アンダーワールド:エボリューション
監督:レン・ワイズマン
出演:ケイト・ベッキンセール/スコット・スピードマン/トニー・カラン/ビル・ナイ/スティーヴン・マッキントッシュ/デレク・ジャコビ
30点満点中17点=監3/話3/出3/芸4/技4
【追われるふたり、伝説に終止符は打たれるのか?】
数百年も続くバンパイア(吸血鬼)とライカン(狼人種)との戦い。バンパイアのハンターであるセリーンと混血種のマイケルは恋に落ち、それぞれのリーダーであるビクターとルシアンを討った。だが復活を遂げたバンパイアの始祖マーカスが彼らを追う。マーカスの狙いは、ライカンの始祖でマーカスの弟でもあるウィリアムを幽閉場所から解放すること。新たな闇の戦いに、謎の老人に率いられた武装組織も介入、銃撃は激しさを増す。
(2006年 アメリカ)
★ネタバレを含みます★
【正当すぎる続編、感想もほぼ前作と同じ】
3部作になるのかどうかわからんが、とりあえず第2弾。
前作『アンダーワールド』の感想では「このカッコよさと丁寧さは買えるので、パート2以降に、より物語を面白くするためのふくらましや厚みが加えられることを期待したい」と書いたが、そういうことはほとんどありませんでしたな。
今回の物語的キーとなる“謎の老人”の登場はあったものの、結局は血と血の闘いという枠内からハミ出すことはなく、むしろその根幹をさらに太くするためだけに用意された老人の存在。
要するに、数百年続いている闇の歴史&これこれの状況があって、それを小出しにしていって、その中にアクションを散りばめる、という作法で前作も本作も仕上げられているのだ。進歩はナシ。
それどころか、その他の感想も、まんま前作のものを流用できる。
たとえば画面。前作同様「オーバーラップなどをセンスよく用いたシーンの切り替え、顔にはクッキリとした陰影が描かれ、青系で解像度の高い画面が全編を貫いて、実にスタイリッシュ」。カギや爆弾などガジェット類のディテールも、酒場、基地、地下、倉庫、船といった各場面の美術も、前作に引き続いての本シリーズの魅力だ。

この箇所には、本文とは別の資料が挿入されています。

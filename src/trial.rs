use crate::config::TrialConfig;
use crate::error::TrialError;
use crate::fit::{FitterTrait, FourierFitter, LeastSquaresFitter};
use crate::noise::{NoiseRegistry, NoiseTrait};
use crate::parameters::{FitParameters, PhysicalParameters};
use crate::trace::{trace_event, trace_span};

use rand::Rng;
use schemars::JsonSchema;
use serde::{Deserialize, Serialize};

/// Ground truth and both estimates of one trial
#[derive(Clone, Copy, Debug, Serialize, Deserialize, JsonSchema, PartialEq)]
pub struct TrialResult {
    /// Reparametrized ground truth
    pub original: FitParameters,
    pub least_squares: FitParameters,
    pub fourier: FitParameters,
}

impl TrialResult {
    /// Sum of absolute differences between the least squares and Fourier estimates
    pub fn discrepancy(&self) -> f64 {
        self.least_squares.l1_distance(&self.fourier)
    }

    /// Euclidean distance between the least squares and Fourier estimates
    pub fn euclidean_discrepancy(&self) -> f64 {
        self.least_squares.euclidean_distance(&self.fourier)
    }
}

/// Synthesizes a curve, adds noise and fits it with both estimators
///
/// Both estimators see the same noisy curve. Errors are returned as is: there is nothing to
/// retry, the caller has to choose another step count.
pub fn run_trial<N, R>(
    physical: &PhysicalParameters,
    steps: usize,
    noise: &N,
    rng: &mut R,
) -> Result<TrialResult, TrialError>
where
    N: NoiseTrait,
    R: Rng,
{
    let _span = trace_span!(
        "trial",
        average = physical.average,
        visibility = physical.visibility,
        phase = physical.phase,
        steps = steps
    )
    .entered();

    let original = physical.to_fit();
    let curve = physical.synthesize(steps)?;
    let noisy_curve = curve.perturbed(&noise.perturbation(&curve, rng))?;

    let least_squares = LeastSquaresFitter.fit(&noisy_curve)?;
    let fourier = FourierFitter.fit(&noisy_curve)?;

    let result = TrialResult {
        original,
        least_squares,
        fourier,
    };
    trace_event!("trial", discrepancy = result.discrepancy());
    Ok(result)
}

/// Validates the configuration, resolves its noise model and runs [run_trial]
pub fn run_configured_trial<R: Rng>(
    config: &TrialConfig,
    registry: &NoiseRegistry,
    rng: &mut R,
) -> Result<TrialResult, TrialError> {
    config.validate()?;
    let noise = registry.get(&config.noise)?;
    run_trial(&config.physical(), config.steps, noise, rng)
}

#[cfg(test)]
mod tests {
    use super::*;
    use crate::error::{ConfigError, FitError};
    use crate::noise::{ConstantNoise, DEFAULT_NOISE_REGISTRY, PoissonNoise, ZeroNoise};
    use crate::tests::*;

    #[test]
    fn default_config_zero_noise() {
        let config = TrialConfig::default();
        let mut rng = StdRng::seed_from_u64(0);
        let result = run_configured_trial(&config, &DEFAULT_NOISE_REGISTRY, &mut rng).unwrap();
        assert_eq!(result.original, config.physical().to_fit());
        assert_fit_close(&result.least_squares, &result.original, 1e-9);
        assert_fit_close(&result.fourier, &result.original, 1e-9);
        assert!(result.discrepancy() < 1e-9 * config.average);
    }

    #[test]
    fn zero_noise_is_transparent() {
        let mut rng = StdRng::seed_from_u64(1);
        for steps in 3..30 {
            let physical = random_physical(&mut rng);
            let result = run_trial(&physical, steps, &ZeroNoise, &mut rng).unwrap();
            let curve = physical.synthesize(steps).unwrap();
            assert_eq!(
                result.least_squares,
                LeastSquaresFitter.fit(&curve).unwrap()
            );
            assert_eq!(result.fourier, FourierFitter.fit(&curve).unwrap());
        }
    }

    #[test]
    fn constant_noise_shifts_offsets() {
        const SHIFT: f64 = -31.5;
        let physical = PhysicalParameters::new(2000.0, 0.7, -0.4);
        let mut rng = StdRng::seed_from_u64(2);
        for steps in [3, 4, 10, 23] {
            let clean = run_trial(&physical, steps, &ZeroNoise, &mut rng).unwrap();
            let shifted =
                run_trial(&physical, steps, &ConstantNoise::new(SHIFT), &mut rng).unwrap();
            for (clean, shifted) in [
                (clean.least_squares, shifted.least_squares),
                (clean.fourier, shifted.fourier),
            ] {
                assert_relative_eq!(shifted.offset - clean.offset, SHIFT, epsilon = 1e-8);
                assert_relative_eq!(
                    shifted.in_phase_amplitude,
                    clean.in_phase_amplitude,
                    epsilon = 1e-8
                );
                assert_relative_eq!(
                    shifted.quadrature_amplitude,
                    clean.quadrature_amplitude,
                    epsilon = 1e-8
                );
            }
            assert_eq!(shifted.original, clean.original);
        }
    }

    #[test]
    fn estimators_agree_under_shot_noise() {
        let mut rng = StdRng::seed_from_u64(3);
        for steps in 3..25 {
            let physical = random_physical(&mut rng);
            let result = run_trial(&physical, steps, &PoissonNoise, &mut rng).unwrap();
            assert!(result.discrepancy() <= 1e-9 * physical.average);
            assert!(result.euclidean_discrepancy() <= result.discrepancy());
        }
    }

    #[test]
    fn zero_steps_fail_before_fitting() {
        let physical = PhysicalParameters::new(1.0, 0.5, 0.0);
        let mut rng = StdRng::seed_from_u64(4);
        assert_eq!(
            run_trial(&physical, 0, &ZeroNoise, &mut rng),
            Err(TrialError::Config(ConfigError::NonPositiveSteps))
        );
    }

    #[test]
    fn degenerate_steps_propagate() {
        let physical = PhysicalParameters::new(1.0, 0.5, 0.0);
        let mut rng = StdRng::seed_from_u64(5);
        for steps in 1..3 {
            assert_eq!(
                run_trial(&physical, steps, &ZeroNoise, &mut rng),
                Err(TrialError::Fit(FitError::Degenerate {
                    samples: steps,
                    rank: steps
                }))
            );
        }
    }

    #[test]
    fn unknown_noise_name() {
        let config = TrialConfig {
            noise: "brown".into(),
            ..TrialConfig::default()
        };
        let mut rng = StdRng::seed_from_u64(6);
        assert_eq!(
            run_configured_trial(&config, &DEFAULT_NOISE_REGISTRY, &mut rng),
            Err(TrialError::Config(ConfigError::UnknownNoise("brown".into())))
        );
    }

    #[test]
    fn seeded_trials_are_reproducible() {
        let config = TrialConfig {
            noise: "poisson".into(),
            ..TrialConfig::default()
        };
        let first =
            run_configured_trial(&config, &DEFAULT_NOISE_REGISTRY, &mut StdRng::seed_from_u64(7))
                .unwrap();
        let second =
            run_configured_trial(&config, &DEFAULT_NOISE_REGISTRY, &mut StdRng::seed_from_u64(7))
                .unwrap();
        assert_eq!(first, second);
        assert_ne!(first.least_squares, first.original);
    }
}
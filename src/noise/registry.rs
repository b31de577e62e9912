use crate::error::ConfigError;
use crate::noise::{GaussianNoise, Noise, PoissonNoise, WhiteNoise, ZeroNoise};

use lazy_static::lazy_static;
use std::collections::BTreeMap;

lazy_static! {
    /// Registry with the default catalog, built once per process
    pub static ref DEFAULT_NOISE_REGISTRY: NoiseRegistry = NoiseRegistry::with_default_models();
}

/// Named catalog of noise models
///
/// Configurations refer to noise models by name, the registry resolves the name into a model.
#[derive(Clone, Debug, Default, PartialEq)]
pub struct NoiseRegistry {
    models: BTreeMap<String, Noise>,
}

impl NoiseRegistry {
    /// Registry without any model
    pub fn new() -> Self {
        Self::default()
    }

    /// Registry with `zero`, `white`, `gaussian` and `poisson` models
    pub fn with_default_models() -> Self {
        let mut registry = Self::new();
        registry.register("zero", ZeroNoise);
        registry.register("white", WhiteNoise::default());
        registry.register("gaussian", GaussianNoise);
        registry.register("poisson", PoissonNoise);
        registry
    }

    /// Adds a model, returns the model previously registered under the same name
    pub fn register(&mut self, name: impl Into<String>, model: impl Into<Noise>) -> Option<Noise> {
        self.models.insert(name.into(), model.into())
    }

    pub fn get(&self, name: &str) -> Result<&Noise, ConfigError> {
        self.models
            .get(name)
            .ok_or_else(|| ConfigError::UnknownNoise(name.to_owned()))
    }

    pub fn contains(&self, name: &str) -> bool {
        self.models.contains_key(name)
    }

    pub fn names(&self) -> impl Iterator<Item = &str> {
        self.models.keys().map(String::as_str)
    }
}

#[cfg(test)]
mod tests {
    use super::*;
    use crate::noise::ConstantNoise;

    #[test]
    fn default_catalog() {
        let names: Vec<_> = DEFAULT_NOISE_REGISTRY.names().collect();
        assert_eq!(names, ["gaussian", "poisson", "white", "zero"]);
        assert_eq!(
            DEFAULT_NOISE_REGISTRY.get("zero"),
            Ok(&Noise::from(ZeroNoise))
        );
    }

    #[test]
    fn unknown_name() {
        assert_eq!(
            DEFAULT_NOISE_REGISTRY.get("pink"),
            Err(ConfigError::UnknownNoise("pink".into()))
        );
    }

    #[test]
    fn register_replaces() {
        let mut registry = NoiseRegistry::new();
        assert!(!registry.contains("offset"));
        assert!(registry.register("offset", ConstantNoise::new(1.0)).is_none());
        let previous = registry.register("offset", ConstantNoise::new(2.0));
        assert_eq!(previous, Some(ConstantNoise::new(1.0).into()));
        assert_eq!(
            registry.get("offset"),
            Ok(&Noise::from(ConstantNoise::new(2.0)))
        );
    }
}
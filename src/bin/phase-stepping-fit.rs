use clap::{Args, Parser, Subcommand};
use phase_stepping_fit::config::{
    DEFAULT_AVERAGE, DEFAULT_NOISE, DEFAULT_PHASE, DEFAULT_STEPS, DEFAULT_VISIBILITY,
};
use phase_stepping_fit::{
    ComparisonConfig, DEFAULT_NOISE_REGISTRY, TrialConfig, run_comparison, run_configured_trial,
};
use rand::SeedableRng;
use rand::rngs::StdRng;
use std::fs;
use std::path::PathBuf;
use std::process::ExitCode;
use tracing_subscriber::EnvFilter;

#[derive(Parser, Debug)]
#[clap(
    author,
    version,
    about = "Compare the least squares fit with the fourier component analysis"
)]
struct Cli {
    /// Enable tracing output, filtered by RUST_LOG
    #[clap(long, global = true)]
    trace: bool,

    #[clap(subcommand)]
    command: Command,
}

#[derive(Subcommand, Debug)]
enum Command {
    /// Fit a single phase stepping curve with both methods
    Fit(FitArgs),
    /// Run the fits many times with random parameters and summarize the differences
    Compare(CompareArgs),
}

#[derive(Args, Debug)]
struct FitArgs {
    /// Average number of photons in the phase stepping curve
    #[clap(short = 'c', long, default_value_t = DEFAULT_AVERAGE)]
    constant: f64,

    /// Phase shift
    #[clap(short, long, default_value_t = DEFAULT_PHASE, allow_hyphen_values = true)]
    phase: f64,

    /// Visibility of the system (must be between 0 and 1)
    #[clap(short, long, default_value_t = DEFAULT_VISIBILITY)]
    visibility: f64,

    /// Number of phase steps
    #[clap(short = 'n', long, default_value_t = DEFAULT_STEPS)]
    steps: usize,

    /// Noise added to the phase steps
    #[clap(long, default_value = DEFAULT_NOISE)]
    noise: String,

    /// Seed of the noise generator
    #[clap(long, default_value_t = 0)]
    seed: u64,

    /// Print the result as JSON
    #[clap(long)]
    json: bool,
}

#[derive(Args, Debug)]
struct CompareArgs {
    /// Number of comparisons [default: 10000]
    #[clap(short = 'n', long)]
    trials: Option<usize>,

    /// Noise added to the phase steps [default: zero]
    #[clap(long)]
    noise: Option<String>,

    /// Seed of the trial generators [default: 0]
    #[clap(long)]
    seed: Option<u64>,

    /// JSON comparison configuration, command line options override it
    #[clap(long, value_name = "FILE")]
    config: Option<PathBuf>,

    /// Print the JSON schema of the comparison configuration and exit
    #[clap(long)]
    print_schema: bool,

    /// Print the discrepancy of every trial, one per line
    #[clap(long)]
    series: bool,
}

fn fit(args: FitArgs) -> Result<(), Box<dyn std::error::Error>> {
    let config = TrialConfig {
        average: args.constant,
        phase: args.phase,
        visibility: args.visibility,
        steps: args.steps,
        noise: args.noise,
    };
    let mut rng = StdRng::seed_from_u64(args.seed);
    let result = run_configured_trial(&config, &DEFAULT_NOISE_REGISTRY, &mut rng)?;

    if args.json {
        println!("{}", serde_json::to_string_pretty(&result)?);
    } else {
        println!("original parameters: {:?}", result.original.to_array());
        println!("least squares fit: {:?}", result.least_squares.to_array());
        println!("fourier analysis: {:?}", result.fourier.to_array());
    }
    Ok(())
}

fn compare(args: CompareArgs) -> Result<(), Box<dyn std::error::Error>> {
    if args.print_schema {
        let schema = schemars::schema_for!(ComparisonConfig);
        println!("{}", serde_json::to_string_pretty(&schema)?);
        return Ok(());
    }

    let mut config: ComparisonConfig = match &args.config {
        Some(path) => serde_json::from_str(&fs::read_to_string(path)?)?,
        None => ComparisonConfig::default(),
    };
    if let Some(trials) = args.trials {
        config.trials = trials;
    }
    if let Some(noise) = args.noise {
        config.noise = noise;
    }
    if let Some(seed) = args.seed {
        config.seed = seed;
    }

    let comparison = run_comparison(&config, &DEFAULT_NOISE_REGISTRY)?;
    if args.series {
        for discrepancy in comparison.discrepancies() {
            println!("{discrepancy:e}");
        }
    }
    if let Some(summary) = comparison.summary() {
        eprintln!(
            "{} trials, lst - fourier: mean {:e}, min {:e}, max {:e} (trial {})",
            summary.trials, summary.mean, summary.min, summary.max, summary.argmax,
        );
    }
    Ok(())
}

fn run(cli: Cli) -> Result<(), Box<dyn std::error::Error>> {
    if cli.trace {
        tracing_subscriber::fmt()
            .with_env_filter(
                EnvFilter::from_default_env().add_directive("phase_stepping_fit=debug".parse()?),
            )
            .with_target(false)
            .init();
    }

    match cli.command {
        Command::Fit(args) => fit(args),
        Command::Compare(args) => compare(args),
    }
}

fn main() -> ExitCode {
    match run(Cli::parse()) {
        Ok(()) => ExitCode::SUCCESS,
        Err(err) => {
            eprintln!("Error: {err}");
            ExitCode::FAILURE
        }
    }
}
#![doc = include_str!("../README.md")]


mod trace;

mod comparison;
pub use comparison::{Comparison, ComparisonSummary, run_comparison};

pub mod config;
pub use config::{ComparisonConfig, StepsRange, TrialConfig, UniformRange};

mod curve;
pub use curve::{SampleCurve, phase_steps, synthesize};

mod error;
pub use error::{ConfigError, FitError, TrialError};

pub mod fit;
pub use fit::{
    Fitter, FitterTrait, FourierFitter, LeastSquaresFitter, fit_fourier, fit_least_squares,
};

pub mod noise;
pub use noise::{
    ConstantNoise, DEFAULT_NOISE_REGISTRY, GaussianNoise, Noise, NoiseRegistry, NoiseTrait,
    PoissonNoise, WhiteNoise, ZeroNoise,
};

mod parameters;
pub use parameters::{FitParameters, PhysicalParameters, reparametrize};

mod trial;
pub use trial::{TrialResult, run_configured_trial, run_trial};

pub use ndarray;
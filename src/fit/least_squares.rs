use crate::curve::{SampleCurve, phase_steps};
use crate::error::FitError;
use crate::fit::FitterTrait;
use crate::parameters::FitParameters;
use crate::trace::{trace_event, trace_span};

use macro_const::macro_const;
use nalgebra::{DMatrix, DVector};
use schemars::JsonSchema;
use serde::{Deserialize, Serialize};

macro_const! {
    const DOC: &str = r"
Least squares fit of the phase stepping curve

Solves the overdetermined linear system
$$
y_k = c + a \cos\theta_k + b \sin\theta_k, \quad \theta_k = \frac{2\pi k}{n},
$$
in the sense of the minimum sum of squared residuals. The $n \times 3$ design matrix is
decomposed with SVD, so conditioning is not squared as it would be with the normal equations.
A design matrix of rank below three is reported as [FitError::Degenerate] instead of returning
a pseudo-solution.

- Minimum number of phase steps: **3**
";
}

/// Relative singular value threshold of the rank test, in units of machine epsilon per row
const RANK_TOLERANCE: f64 = 1.0;

#[doc = DOC!()]
#[derive(Clone, Copy, Default, Debug, Serialize, Deserialize, JsonSchema, PartialEq, Eq, Hash)]
#[serde(rename = "LeastSquares")]
pub struct LeastSquaresFitter;

impl LeastSquaresFitter {
    pub fn new() -> Self {
        Self
    }

    pub const fn doc() -> &'static str {
        DOC
    }

    /// Rows are $(1, \cos\theta_k, \sin\theta_k)$
    pub fn design_matrix(steps: usize) -> DMatrix<f64> {
        DMatrix::from_row_iterator(
            steps,
            3,
            phase_steps(steps).flat_map(|(_, sin, cos)| [1.0, cos, sin]),
        )
    }
}

impl FitterTrait for LeastSquaresFitter {
    fn name(&self) -> &'static str {
        "least_squares"
    }

    fn min_curve_length(&self) -> usize {
        3
    }

    fn fit(&self, curve: &SampleCurve) -> Result<FitParameters, FitError> {
        let n = curve.len();
        let _span = trace_span!("least_squares_fit", steps = n).entered();

        // Fewer rows than columns: the rows themselves are independent, so rank equals n
        if n < self.min_curve_length() {
            return Err(FitError::Degenerate {
                samples: n,
                rank: n,
            });
        }

        let design = Self::design_matrix(n);
        let y = DVector::from_iterator(n, curve.iter().copied());

        let svd = design.svd(true, true);
        let eps = RANK_TOLERANCE * f64::EPSILON * (n as f64) * svd.singular_values.max();
        let rank = svd.rank(eps);
        if rank < 3 {
            return Err(FitError::Degenerate { samples: n, rank });
        }
        // U and V are requested above, so solve cannot fail on missing factors
        let solution = svd
            .solve(&y, eps)
            .map_err(|_| FitError::Degenerate { samples: n, rank })?;

        let fit = FitParameters::new(solution[0], solution[1], solution[2]);
        trace_event!(
            "least_squares_fit",
            offset = fit.offset,
            in_phase_amplitude = fit.in_phase_amplitude,
            quadrature_amplitude = fit.quadrature_amplitude,
        );
        Ok(fit)
    }
}

/// Fits the curve with [LeastSquaresFitter]
pub fn fit_least_squares(curve: &SampleCurve) -> Result<FitParameters, FitError> {
    LeastSquaresFitter.fit(curve)
}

要するにカッコよさ重視。BGMを鳴らせるだけ鳴らして、そのメロディを引っ張るように次のシーンへと移行、全編を重い緊張感で覆った作りもカッコよさ向上に寄与している。
主演女優のノロノロ(加えて主演男優の中途半端さ)も相変わらず。ワイヤー・アクション、スローにコマ落とし、絶妙のカット割り&編集と、あらゆる手段を駆使してノロノロと中途半端さをフォローし、スピード感と迫力を創出、いっぱし以上のアクションに仕上げた手際も前作同様だ。
そんなわけで、正当な、あまりに正当すぎる続編。やっぱり前作同様に意外性や驚きは少ないといえるわけだが、最後の最後に良質な「!」を用意してくれている。
新たな力を得て、初めて人間らしい、血の通った表情を見せるセリーン。この瞬間のために前作と本作とが作られたとすれば、やい、ワイズマン、さすがに女房の生かしかたをよくわかってるじゃないか。
こうなるとパート3は、対人間ということになるのだろうか。そこに今度こそなんらかの意外性をプラスしてくるのか、それともやっぱりカッコよさ&スピーディなアクションに徹した真っ正直な映画で押し通すのか、セリーンとマイケルの恋物語に切なさは付与されるのか、彼らの子どもを巡るストーリーとなるのか(これが本命だな)、ま、あんまり期待せずに待とう。